DATASET EXTRACT:
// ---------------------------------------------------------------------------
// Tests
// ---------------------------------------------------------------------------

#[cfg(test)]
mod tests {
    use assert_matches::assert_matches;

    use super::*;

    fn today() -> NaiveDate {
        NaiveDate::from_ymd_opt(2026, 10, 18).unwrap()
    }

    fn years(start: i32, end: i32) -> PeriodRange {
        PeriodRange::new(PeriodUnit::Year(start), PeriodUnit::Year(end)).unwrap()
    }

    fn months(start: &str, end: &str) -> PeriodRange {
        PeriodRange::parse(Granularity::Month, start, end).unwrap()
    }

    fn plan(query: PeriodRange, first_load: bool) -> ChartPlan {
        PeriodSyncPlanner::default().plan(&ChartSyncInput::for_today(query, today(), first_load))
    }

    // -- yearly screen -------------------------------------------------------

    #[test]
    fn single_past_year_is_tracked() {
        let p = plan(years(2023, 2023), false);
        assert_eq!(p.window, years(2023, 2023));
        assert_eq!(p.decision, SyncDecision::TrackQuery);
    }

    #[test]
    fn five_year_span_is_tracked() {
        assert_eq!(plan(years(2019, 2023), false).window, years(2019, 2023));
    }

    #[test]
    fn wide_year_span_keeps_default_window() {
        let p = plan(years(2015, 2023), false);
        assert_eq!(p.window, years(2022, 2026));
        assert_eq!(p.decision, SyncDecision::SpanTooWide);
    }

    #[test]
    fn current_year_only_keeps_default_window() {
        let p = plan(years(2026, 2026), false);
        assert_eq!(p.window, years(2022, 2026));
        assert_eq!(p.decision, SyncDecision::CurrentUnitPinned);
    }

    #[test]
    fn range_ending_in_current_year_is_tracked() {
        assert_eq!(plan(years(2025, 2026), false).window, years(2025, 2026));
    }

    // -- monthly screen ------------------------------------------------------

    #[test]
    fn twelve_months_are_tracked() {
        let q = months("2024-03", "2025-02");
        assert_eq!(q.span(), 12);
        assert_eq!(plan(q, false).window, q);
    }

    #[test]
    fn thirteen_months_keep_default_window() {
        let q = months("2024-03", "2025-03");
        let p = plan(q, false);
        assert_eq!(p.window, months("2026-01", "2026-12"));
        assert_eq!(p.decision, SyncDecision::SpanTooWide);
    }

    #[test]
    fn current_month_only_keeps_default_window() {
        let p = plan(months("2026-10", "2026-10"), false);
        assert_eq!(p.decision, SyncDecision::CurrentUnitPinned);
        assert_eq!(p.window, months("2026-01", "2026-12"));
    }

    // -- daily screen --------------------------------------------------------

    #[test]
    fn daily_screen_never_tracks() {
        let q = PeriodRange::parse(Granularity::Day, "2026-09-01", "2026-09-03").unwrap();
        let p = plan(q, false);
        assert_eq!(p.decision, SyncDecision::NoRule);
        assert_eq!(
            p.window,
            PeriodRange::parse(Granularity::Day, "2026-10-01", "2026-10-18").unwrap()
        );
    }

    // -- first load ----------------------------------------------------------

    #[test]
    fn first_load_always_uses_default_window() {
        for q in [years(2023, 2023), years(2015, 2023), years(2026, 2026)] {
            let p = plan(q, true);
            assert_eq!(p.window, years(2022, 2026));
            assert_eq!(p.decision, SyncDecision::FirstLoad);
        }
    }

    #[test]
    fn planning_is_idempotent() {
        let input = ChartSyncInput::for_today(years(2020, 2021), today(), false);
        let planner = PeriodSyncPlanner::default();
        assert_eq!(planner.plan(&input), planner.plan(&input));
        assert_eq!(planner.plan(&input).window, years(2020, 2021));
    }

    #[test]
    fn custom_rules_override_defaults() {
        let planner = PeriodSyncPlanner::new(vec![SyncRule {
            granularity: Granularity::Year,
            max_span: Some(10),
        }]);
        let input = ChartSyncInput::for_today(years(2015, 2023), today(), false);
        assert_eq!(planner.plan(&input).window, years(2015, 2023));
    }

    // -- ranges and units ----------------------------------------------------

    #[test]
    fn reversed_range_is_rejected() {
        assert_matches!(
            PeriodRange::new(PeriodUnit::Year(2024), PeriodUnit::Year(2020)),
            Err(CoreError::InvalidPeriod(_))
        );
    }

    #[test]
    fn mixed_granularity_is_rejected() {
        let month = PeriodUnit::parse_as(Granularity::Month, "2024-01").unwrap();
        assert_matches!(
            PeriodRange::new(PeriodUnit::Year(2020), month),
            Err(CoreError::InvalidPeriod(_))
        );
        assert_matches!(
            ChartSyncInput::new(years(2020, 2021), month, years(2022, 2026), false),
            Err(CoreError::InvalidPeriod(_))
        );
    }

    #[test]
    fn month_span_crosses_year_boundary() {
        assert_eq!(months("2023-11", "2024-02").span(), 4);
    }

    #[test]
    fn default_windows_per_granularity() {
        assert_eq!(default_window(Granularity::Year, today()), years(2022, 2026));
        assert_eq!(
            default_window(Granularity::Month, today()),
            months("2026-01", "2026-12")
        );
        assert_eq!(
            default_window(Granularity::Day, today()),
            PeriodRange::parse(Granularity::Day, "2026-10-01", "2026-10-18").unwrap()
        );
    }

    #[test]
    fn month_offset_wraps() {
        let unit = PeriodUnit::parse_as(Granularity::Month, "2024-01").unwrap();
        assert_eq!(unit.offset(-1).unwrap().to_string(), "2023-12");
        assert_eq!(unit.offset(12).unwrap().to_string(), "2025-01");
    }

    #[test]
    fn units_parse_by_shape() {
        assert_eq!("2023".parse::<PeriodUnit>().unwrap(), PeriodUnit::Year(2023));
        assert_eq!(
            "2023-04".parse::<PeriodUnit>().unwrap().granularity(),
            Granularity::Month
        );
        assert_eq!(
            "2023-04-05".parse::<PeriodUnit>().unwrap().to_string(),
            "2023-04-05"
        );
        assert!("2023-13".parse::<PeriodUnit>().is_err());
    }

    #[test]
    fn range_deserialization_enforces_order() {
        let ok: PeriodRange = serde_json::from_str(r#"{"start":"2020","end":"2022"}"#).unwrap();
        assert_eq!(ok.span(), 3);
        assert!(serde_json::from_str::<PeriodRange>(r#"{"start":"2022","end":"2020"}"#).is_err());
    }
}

* * *

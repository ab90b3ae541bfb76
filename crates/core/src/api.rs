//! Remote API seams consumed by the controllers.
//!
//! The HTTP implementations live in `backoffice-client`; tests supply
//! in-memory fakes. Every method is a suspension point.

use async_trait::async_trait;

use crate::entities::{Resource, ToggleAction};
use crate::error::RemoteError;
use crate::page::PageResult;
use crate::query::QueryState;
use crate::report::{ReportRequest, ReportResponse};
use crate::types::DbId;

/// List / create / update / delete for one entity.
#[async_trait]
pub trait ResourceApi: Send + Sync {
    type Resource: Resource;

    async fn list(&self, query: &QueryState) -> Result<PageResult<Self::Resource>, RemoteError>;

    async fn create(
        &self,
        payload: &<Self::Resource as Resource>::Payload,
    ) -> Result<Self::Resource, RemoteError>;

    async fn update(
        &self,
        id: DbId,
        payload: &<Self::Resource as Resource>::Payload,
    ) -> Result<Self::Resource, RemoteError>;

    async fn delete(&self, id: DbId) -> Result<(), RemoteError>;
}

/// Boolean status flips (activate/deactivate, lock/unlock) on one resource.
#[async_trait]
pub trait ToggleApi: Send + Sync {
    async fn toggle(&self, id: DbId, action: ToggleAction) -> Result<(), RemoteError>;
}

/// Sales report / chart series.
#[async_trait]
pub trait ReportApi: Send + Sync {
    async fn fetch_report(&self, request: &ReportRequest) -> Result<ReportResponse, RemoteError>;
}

WORK ORDER: In the listing above, show every line with the word "PeriodSyncPlanner".

EXPECTED ANSWER:
        PeriodSyncPlanner::default().plan(&ChartSyncInput::for_today(query, today(), first_load))
        let planner = PeriodSyncPlanner::default();
        let planner = PeriodSyncPlanner::new(vec![SyncRule {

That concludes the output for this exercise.